VA determined that this final rule will not have a significant economic impact on a substantial number of small entities. 

(iii) Agency actions relevant to sections 202-205 of the Unfunded Mandates Reform Act of 1995, 2 U.S.C. §§ 1532-1535

VA determined that this final rule will not result in the expenditure by state, local, or tribal governments in the aggregate, or by the private sector, of $100 million or more in any one year.

(iv) Other relevant information or requirements under acts and executive orders

Administrative Procedure Act, 5 U.S.C. §§ 551 et seq.

VA found that there is good cause to dispense with the opportunity for advance notice and opportunity for public comment and good cause to publish this rule with an immediate effective date.  VA found that it is impracticable and contrary to the public interest to delay this rule for the purpose of soliciting advance public comment or to have a delayed effective date.  VA determined that increasing the copayment amount on January 1, 2015, might have caused a significant financial hardship for some veterans and may decrease patient adherence to medical plans and have other unpredictable negative health effects.  

Paperwork Reduction Act (PRA), 44 U.S.C. §§ 3501-3520

VA determined that this final rule contains no provisions constituting a collection of information under the Act.

Statutory authorization for the rule

VA promulgated this final rule under the authority of section 501 of title 38, United States Code.

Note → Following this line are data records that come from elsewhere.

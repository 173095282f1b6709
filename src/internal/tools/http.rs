use async_trait::async_trait;
use reqwest::Method;
use serde::Deserialize;
use serde_json::{json, Map, Value};
use std::collections::HashMap;
use std::time::{Duration, Instant};

use crate::internal::tools::{
    result::ToolResult,
    spec::{parse_args, Tool, ToolArgs, ToolError},
};

pub const HTTP_TOOL_NAME: &str = "http_request";
const DEFAULT_TIMEOUT_SECS: u64 = 30;

#[derive(Debug, Deserialize)]
struct HttpArgs {
    #[serde(default = "default_method")]
    method: String,
    #[serde(default)]
    url: String,
    #[serde(default)]
    headers: HashMap<String, String>,
    #[serde(default)]
    params: HashMap<String, String>,
    json: Option<Value>,
    body: Option<String>,
}

fn default_method() -> String {
    "GET".to_string()
}

/// Makes HTTP requests to web APIs.
#[derive(Debug, Clone)]
pub struct HttpTool {
    client: reqwest::Client,
}

impl HttpTool {
    pub fn new() -> Self {
        Self::with_timeout(Duration::from_secs(DEFAULT_TIMEOUT_SECS))
    }

    pub fn with_timeout(timeout: Duration) -> Self {
        // Builder only fails when the TLS backend cannot initialise
        let client = reqwest::Client::builder()
            .timeout(timeout)
            .build()
            .unwrap_or_else(|e| {
                tracing::warn!("Falling back to default HTTP client: {}", e);
                reqwest::Client::new()
            });
        Self { client }
    }
}

impl Default for HttpTool {
    fn default() -> Self {
        Self::new()
    }
}

#[async_trait]
impl Tool for HttpTool {
    fn name(&self) -> &str {
        HTTP_TOOL_NAME
    }

    fn description(&self) -> &str {
        "Make HTTP requests to web APIs"
    }

    async fn execute(&self, args: ToolArgs) -> Result<ToolResult, ToolError> {
        let args: HttpArgs = parse_args(args)?;
        let method = Method::from_bytes(args.method.to_uppercase().as_bytes())
            .map_err(|_| ToolError::InvalidArguments(format!("Invalid method: {}", args.method)))?;

        let mut request = self.client.request(method, &args.url);
        for (name, value) in &args.headers {
            request = request.header(name.as_str(), value.as_str());
        }
        if !args.params.is_empty() {
            request = request.query(&args.params);
        }
        if let Some(body) = args.json {
            request = request.json(&body);
        } else if let Some(body) = args.body {
            request = request.body(body);
        }

        let started = Instant::now();
        let response = request
            .send()
            .await
            .map_err(|e| ToolError::Http(e.to_string()))?;

        let status_code = response.status().as_u16();
        let headers: Map<String, Value> = response
            .headers()
            .iter()
            .map(|(name, value)| {
                (
                    name.to_string(),
                    Value::String(String::from_utf8_lossy(value.as_bytes()).into_owned()),
                )
            })
            .collect();
        let is_json = response
            .headers()
            .get(reqwest::header::CONTENT_TYPE)
            .and_then(|v| v.to_str().ok())
            .map(|v| v.starts_with("application/json"))
            .unwrap_or(false);

        let text = response
            .text()
            .await
            .map_err(|e| ToolError::Http(e.to_string()))?;
        let parsed = if is_json {
            serde_json::from_str::<Value>(&text)
                .map_err(|e| ToolError::Http(format!("Invalid JSON response body: {}", e)))?
        } else {
            Value::Null
        };

        tracing::debug!("HTTP {} {} -> {}", args.method, args.url, status_code);

        Ok(ToolResult::success(json!({
            "status_code": status_code,
            "headers": headers,
            "text": text,
            "json": parsed,
        }))
        .with_metadata("elapsed_ms", json!(started.elapsed().as_millis() as u64)))
    }
}
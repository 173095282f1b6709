use async_trait::async_trait;
use serde::Deserialize;
use serde_json::json;
use std::process::Stdio;
use std::time::Instant;
use tokio::process::Command;
use tokio::time::{timeout, Duration};

use crate::internal::tools::{
    result::ToolResult,
    spec::{parse_args, Tool, ToolArgs, ToolError},
};

pub const SHELL_TOOL_NAME: &str = "shell_command";
const DEFAULT_TIMEOUT_SECS: u64 = 30;

#[derive(Debug, Deserialize)]
struct ShellArgs {
    #[serde(default)]
    command: String,
    /// Seconds, fractions allowed
    timeout: Option<f64>,
}

/// Runs a command through the platform shell and captures its output.
#[derive(Debug, Clone)]
pub struct ShellTool {
    default_timeout: Duration,
}

impl ShellTool {
    pub fn new() -> Self {
        Self::with_timeout(Duration::from_secs(DEFAULT_TIMEOUT_SECS))
    }

    pub fn with_timeout(default_timeout: Duration) -> Self {
        Self { default_timeout }
    }
}

impl Default for ShellTool {
    fn default() -> Self {
        Self::new()
    }
}

fn shell_command(command: &str) -> Command {
    #[cfg(windows)]
    let mut cmd = {
        let mut cmd = Command::new("cmd");
        cmd.arg("/C").arg(command);
        cmd
    };
    #[cfg(not(windows))]
    let mut cmd = {
        let mut cmd = Command::new("sh");
        cmd.arg("-c").arg(command);
        cmd
    };

    cmd.stdin(Stdio::null())
        .stdout(Stdio::piped())
        .stderr(Stdio::piped())
        .kill_on_drop(true);
    cmd
}

fn timeout_from_secs(secs: f64) -> Result<Duration, ToolError> {
    if !secs.is_finite() || secs < 0.0 {
        return Err(ToolError::InvalidArguments(format!(
            "timeout must be a non-negative number of seconds, got {}",
            secs
        )));
    }
    Duration::try_from_secs_f64(secs)
        .map_err(|e| ToolError::InvalidArguments(format!("timeout {}: {}", secs, e)))
}

#[async_trait]
impl Tool for ShellTool {
    fn name(&self) -> &str {
        SHELL_TOOL_NAME
    }

    fn description(&self) -> &str {
        "Execute shell commands"
    }

    async fn execute(&self, args: ToolArgs) -> Result<ToolResult, ToolError> {
        let args: ShellArgs = parse_args(args)?;
        let limit = match args.timeout {
            Some(secs) => timeout_from_secs(secs)?,
            None => self.default_timeout,
        };

        let started = Instant::now();
        let child = shell_command(&args.command).spawn()?;

        // Dropping the pending future drops the child, which kills it
        let output = match timeout(limit, child.wait_with_output()).await {
            Ok(output) => output?,
            Err(_) => {
                let secs = limit.as_secs_f64();
                tracing::warn!("Command timed out after {}s: {}", secs, args.command);
                return Ok(ToolResult::failure(format!(
                    "Command timed out after {}s",
                    secs
                )));
            }
        };

        let returncode = output.status.code();
        let data = json!({
            "returncode": returncode,
            "stdout": String::from_utf8_lossy(&output.stdout),
            "stderr": String::from_utf8_lossy(&output.stderr),
        });
        let elapsed_ms = json!(started.elapsed().as_millis() as u64);

        let result = if output.status.success() {
            ToolResult::success(data)
        } else {
            let reason = match returncode {
                Some(code) => format!("Command exited with status {}", code),
                None => "Command terminated by signal".to_string(),
            };
            ToolResult::failure_with_data(reason, data)
        };

        Ok(result.with_metadata("elapsed_ms", elapsed_ms))
    }
}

Executive Order No. 12,866 (Regulatory Planning and Review)

VA determined that this final rule is economically significant under the Order because it is likely to have an annual effect on the economy of $100 million or more.



[1] The interim final rule was also a major rule that we reported on pursuant to the Congressional Review Act. See, GAO-15-206R (Washington, D.C.: Nov. 7, 2014).